Empires of the Word - Nicholas Ostler [269]
The Indians themselves are Divided in their Desires upon this matter. Though some of their aged men are tenacious enough of Indianisme (which is not at all to be wondred at) Others of them as earnestly wish that their people may be made English as fast as they can. The reasons they assign for it are very weighty ones; and this among the rest, That their Indian Tongue is a very penurious one (though the Words are long enough!) and the great things of our Holy Religion brought unto them in it, unavoidably arrive in Terms that are scarcely more intelligible to them than if they were entirely English. But the English tongue would presently give them a Key to all our Treasures and make them the Masters of another sort of Library than any that ever will be seen in their Barbarous Linguo …25
By then, Massachusett speakers would already have been few: their principal tribes had been all but destroyed in ‘King Philip’s War’ (1675-6), the last act of resistance by the Massachusett Indians to white expansion, and the Praying Indians were particularly hard hit, having gained no reward from their loyalty to the whites but a two-year deportation to Deer Island, barren and cold, in Boston harbour.

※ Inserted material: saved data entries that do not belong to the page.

//! Rotate-end reachability: could a placement have been entered by a kicked
//! rotation? The spin classifiers use this to tell spins from ordinary
//! softdrops.

use allclear_core::{Factory, Field, PieceType, RotateType};

/// How a rotation can end on the queried cells.
#[derive(Clone, Copy, Debug, Default)]
pub struct RotateEnd {
    /// Some source uses the fifth SRS kick, which upgrades a T-mini to a
    /// full T-spin.
    pub fifth_kick: bool,
}

#[derive(Clone, Copy, Debug)]
pub struct RotateEndReachable {
    allow_180: bool,
}

impl RotateEndReachable {
    pub fn new(allow_180: bool) -> RotateEndReachable {
        RotateEndReachable { allow_180 }
    }

    /// Is there a non-colliding source state whose first successful kick
    /// lands exactly on (rotate, x, y)?
    pub fn checks(
        &self,
        factory: &Factory,
        field: &Field,
        piece_type: PieceType,
        rotate: RotateType,
        x: i32,
        y: i32,
    ) -> Option<RotateEnd> {
        let piece = factory.get(piece_type);
        let mut end: Option<RotateEnd> = None;

        // from.cw() == rotate
        let cw_from = rotate.ccw();
        self.scan_source(factory, field, piece_type, rotate, x, y, cw_from, piece.cw_kicks(cw_from), &mut end);

        let ccw_from = rotate.cw();
        self.scan_source(factory, field, piece_type, rotate, x, y, ccw_from, piece.ccw_kicks(ccw_from), &mut end);

        if self.allow_180 {
            let flip_from = rotate.flip();
            self.scan_source(factory, field, piece_type, rotate, x, y, flip_from, piece.kicks_180(flip_from), &mut end);
        }

        end
    }

    #[allow(clippy::too_many_arguments)]
    fn scan_source(
        &self,
        factory: &Factory,
        field: &Field,
        piece_type: PieceType,
        rotate: RotateType,
        x: i32,
        y: i32,
        from: RotateType,
        kicks: &[allclear_core::Offset],
        end: &mut Option<RotateEnd>,
    ) {
        let from_blocks = factory.get_blocks(piece_type, from);
        let to_blocks = factory.get_blocks(piece_type, rotate);

        for (index, kick) in kicks.iter().enumerate() {
            let source_x = x - kick.x;
            let source_y = y - kick.y;
            if !field.can_put(from_blocks, source_x, source_y) {
                continue;
            }

            // This kick is only taken when every earlier one fails.
            let earlier_succeeds = kicks[..index].iter().any(|earlier| {
                field.can_put(to_blocks, source_x + earlier.x, source_y + earlier.y)
            });
            if earlier_succeeds {
                continue;
            }

            let reached = end.get_or_insert_with(RotateEnd::default);
            if index == 4 {
                reached.fifth_kick = true;
            }
        }
    }
}

#[cfg(test)]
mod tests {
    use super::*;
    use allclear_core::Field;

    #[test]
    fn test_open_air_rotation_reachable() {
        let factory = Factory::create();
        let reachable = RotateEndReachable::new(false);
        let field = Field::new();
        // Nothing stops a rotation in open air.
        assert!(reachable
            .checks(&factory, &field, PieceType::T, RotateType::Reverse, 4, 1)
            .is_some());
    }

    #[test]
    fn test_walled_in_slot_reachable_by_rotation() {
        let field = Field::from_text(
            "___X______
             XXX___XXXX
             XXXX_XXXXX",
        );
        let factory = Factory::create();
        let reachable = RotateEndReachable::new(false);
        assert!(reachable
            .checks(&factory, &field, PieceType::T, RotateType::Reverse, 4, 1)
            .is_some());
    }

    #[test]
    fn test_fully_buried_cell_not_reachable() {
        // A cavity with no room for any source state.
        let field = Field::from_text(
            "XXXXXXXXXX
             XXXXXXXXXX
             XXX___XXXX
             XXXX_XXXXX",
        );
        let factory = Factory::create();
        let reachable = RotateEndReachable::new(false);
        assert!(reachable
            .checks(&factory, &field, PieceType::T, RotateType::Reverse, 4, 1)
            .is_none());
    }
}
//! String marshalling for the C boundary.

use allclear_core::{Field, PieceType, FIELD_WIDTH};
use allclear_finder::{HoldState, Operation};

const FIELD_CHARS: usize = 60;

#[derive(Debug, PartialEq, Eq)]
pub enum ParseError {
    BadFieldLength(usize),
    BadPiece(char),
    BadHold(char),
}

impl std::fmt::Display for ParseError {
    fn fmt(&self, f: &mut std::fmt::Formatter<'_>) -> std::fmt::Result {
        match self {
            ParseError::BadFieldLength(len) => {
                write!(f, "field must be {} chars, got {}", FIELD_CHARS, len)
            }
            ParseError::BadPiece(c) => write!(f, "unknown piece letter: {:?}", c),
            ParseError::BadHold(c) => write!(f, "unknown hold letter: {:?}", c),
        }
    }
}

impl std::error::Error for ParseError {}

/// One char per cell, row-major from the bottom row up; `'_'` is empty.
pub fn parse_field(text: &str) -> Result<Field, ParseError> {
    let chars: Vec<char> = text.chars().collect();
    if chars.len() != FIELD_CHARS {
        return Err(ParseError::BadFieldLength(chars.len()));
    }
    let mut field = Field::new();
    for (index, &c) in chars.iter().enumerate() {
        if c != '_' {
            field.set(index % FIELD_WIDTH, index / FIELD_WIDTH);
        }
    }
    Ok(field)
}

pub fn parse_queue(text: &str) -> Result<Vec<PieceType>, ParseError> {
    text.chars()
        .map(|c| PieceType::from_char(c).ok_or(ParseError::BadPiece(c)))
        .collect()
}

/// `'E'` = empty slot, `'X'` = hold disabled, else a piece letter.
pub fn parse_hold(text: &str) -> Result<HoldState, ParseError> {
    match text.chars().next() {
        None | Some('E') => Ok(HoldState::Empty),
        Some('X') => Ok(HoldState::Disabled),
        Some(c) => PieceType::from_char(c)
            .map(HoldState::Piece)
            .ok_or(ParseError::BadHold(c)),
    }
}

/// `piece,x,y,rot|piece,x,y,rot|...` with numeric enum values, or `-1`.
pub fn format_solution(solution: Option<&[Operation]>) -> String {
    match solution {
        None => "-1".to_string(),
        Some(operations) => {
            let mut out = String::new();
            for operation in operations {
                out.push_str(&format!(
                    "{},{},{},{}|",
                    operation.piece as u8, operation.x, operation.y, operation.rotate as u8
                ));
            }
            if out.is_empty() {
                out.push_str("-1");
            }
            out
        }
    }
}

#[cfg(test)]
mod tests {
    use super::*;
    use allclear_core::RotateType;

    #[test]
    fn test_parse_field_round_trip() {
        let mut text = String::from("X_________");
        text.push_str(&"_".repeat(50));
        let field = parse_field(&text).expect("valid field string");
        assert!(field.get(0, 0));
        assert_eq!(field.num_of_blocks(), 1);
    }

    #[test]
    fn test_parse_field_wrong_length() {
        assert_eq!(parse_field("___"), Err(ParseError::BadFieldLength(3)));
    }

    #[test]
    fn test_parse_queue() {
        let queue = parse_queue("SZJLTOI").expect("all letters valid");
        assert_eq!(queue.len(), 7);
        assert_eq!(queue[0], PieceType::S);
        assert_eq!(queue[6], PieceType::I);
        assert!(parse_queue("SZQ").is_err());
    }

    #[test]
    fn test_parse_hold() {
        assert_eq!(parse_hold("E"), Ok(HoldState::Empty));
        assert_eq!(parse_hold("X"), Ok(HoldState::Disabled));
        assert_eq!(parse_hold("T"), Ok(HoldState::Piece(PieceType::T)));
        assert!(parse_hold("Q").is_err());
    }

    #[test]
    fn test_format_solution() {
        let operations = vec![
            Operation {
                piece: PieceType::I,
                rotate: RotateType::Left,
                x: 4,
                y: 1,
            },
            Operation {
                piece: PieceType::T,
                rotate: RotateType::Spawn,
                x: 2,
                y: 0,
            },
        ];
        assert_eq!(format_solution(Some(&operations)), "1,4,1,3|0,2,0,0|");
        assert_eq!(format_solution(None), "-1");
        assert_eq!(format_solution(Some(&[])), "-1");
    }
}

The Virginia, Massachusetts (and Connecticut) colonies were joined in 1670 by a fourth, the Carolina colony, set up by eight English lords under a charter from King Charles II. It had originally had the exotic purpose to subsist on silk farming, but eventually reconciled itself to cultivation of rice and indigo.
Manifest destiny
Texas is now ours. Already, before these words are written, her Convention has undoubtedly ratified the acceptance, by her Congress, of our proffered invitation into the Union; … other nations have undertaken to intrude themselves into it, between us and the proper parties to the case, in a spirit of hostile interference against us, for the avowed object of thwarting our policy and hampering our power, limiting our greatness and checking the fulfillment of our manifest destiny to overspread the continent allotted by Providence for the free development of our yearly multiplying millions … It is wholly untrue, and unjust to ourselves, the pretence that the Annexation has been a measure of spoliation, unrightful and unrighteous—military conquest under forms of peace and law—territorial aggrandizement at the expense of justice, and justice due by a double sanctity to the weak. This view of the question is wholly unfounded …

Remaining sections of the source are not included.